DATA FOR THE TASK>
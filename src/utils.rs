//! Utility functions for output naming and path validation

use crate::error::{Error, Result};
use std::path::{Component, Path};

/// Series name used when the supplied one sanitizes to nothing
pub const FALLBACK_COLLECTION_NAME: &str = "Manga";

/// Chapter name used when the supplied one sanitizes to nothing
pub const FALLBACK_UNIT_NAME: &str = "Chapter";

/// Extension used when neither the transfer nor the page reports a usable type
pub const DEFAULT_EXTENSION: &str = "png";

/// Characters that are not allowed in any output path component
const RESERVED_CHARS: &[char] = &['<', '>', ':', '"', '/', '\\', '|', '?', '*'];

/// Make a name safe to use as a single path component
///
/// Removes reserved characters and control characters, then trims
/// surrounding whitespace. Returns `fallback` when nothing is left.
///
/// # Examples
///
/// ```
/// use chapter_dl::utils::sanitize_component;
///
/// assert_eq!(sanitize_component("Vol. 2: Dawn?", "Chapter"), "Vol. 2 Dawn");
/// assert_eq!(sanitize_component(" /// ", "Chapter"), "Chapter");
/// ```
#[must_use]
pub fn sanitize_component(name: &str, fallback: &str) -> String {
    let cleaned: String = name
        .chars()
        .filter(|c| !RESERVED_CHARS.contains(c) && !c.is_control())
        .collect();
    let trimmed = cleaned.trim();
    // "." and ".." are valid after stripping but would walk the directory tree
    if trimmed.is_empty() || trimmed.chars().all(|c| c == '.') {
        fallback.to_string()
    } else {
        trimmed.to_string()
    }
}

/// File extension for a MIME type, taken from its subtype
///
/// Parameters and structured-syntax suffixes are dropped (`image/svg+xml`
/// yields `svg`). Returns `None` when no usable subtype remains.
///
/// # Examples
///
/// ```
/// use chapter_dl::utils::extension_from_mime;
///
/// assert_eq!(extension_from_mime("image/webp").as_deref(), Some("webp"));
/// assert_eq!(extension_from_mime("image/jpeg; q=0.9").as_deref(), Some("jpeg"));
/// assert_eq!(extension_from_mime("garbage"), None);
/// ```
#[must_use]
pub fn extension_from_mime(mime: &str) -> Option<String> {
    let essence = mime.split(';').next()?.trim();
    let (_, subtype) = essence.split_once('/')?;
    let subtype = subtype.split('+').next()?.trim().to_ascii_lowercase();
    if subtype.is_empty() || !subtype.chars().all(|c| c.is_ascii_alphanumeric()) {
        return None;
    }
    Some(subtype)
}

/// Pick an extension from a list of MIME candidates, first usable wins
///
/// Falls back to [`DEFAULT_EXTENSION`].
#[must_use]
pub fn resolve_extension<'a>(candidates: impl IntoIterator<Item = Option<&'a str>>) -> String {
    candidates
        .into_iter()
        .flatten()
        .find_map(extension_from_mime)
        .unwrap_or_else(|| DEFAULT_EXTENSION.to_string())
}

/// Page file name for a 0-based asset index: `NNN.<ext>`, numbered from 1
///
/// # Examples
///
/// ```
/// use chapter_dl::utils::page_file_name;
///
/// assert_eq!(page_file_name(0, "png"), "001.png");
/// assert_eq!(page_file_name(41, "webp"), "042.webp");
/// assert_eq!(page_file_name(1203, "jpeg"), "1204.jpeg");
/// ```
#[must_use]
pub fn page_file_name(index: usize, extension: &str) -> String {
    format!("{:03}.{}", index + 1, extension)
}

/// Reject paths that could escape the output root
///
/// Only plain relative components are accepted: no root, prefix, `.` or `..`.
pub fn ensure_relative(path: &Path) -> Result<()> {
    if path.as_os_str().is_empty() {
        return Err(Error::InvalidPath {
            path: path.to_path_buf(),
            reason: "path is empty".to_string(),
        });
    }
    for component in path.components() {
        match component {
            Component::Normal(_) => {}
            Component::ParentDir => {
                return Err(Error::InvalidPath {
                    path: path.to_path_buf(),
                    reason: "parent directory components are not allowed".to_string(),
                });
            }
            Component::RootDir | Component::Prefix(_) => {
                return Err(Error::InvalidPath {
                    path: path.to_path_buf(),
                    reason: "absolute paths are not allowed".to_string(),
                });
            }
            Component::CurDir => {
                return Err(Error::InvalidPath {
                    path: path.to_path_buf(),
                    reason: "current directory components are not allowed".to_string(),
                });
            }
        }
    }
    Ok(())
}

ASSIGNMENT> Among the entries above, some lines may hold the string "that". State how many, and give nothing but the number.

TASK SOLUTION> 2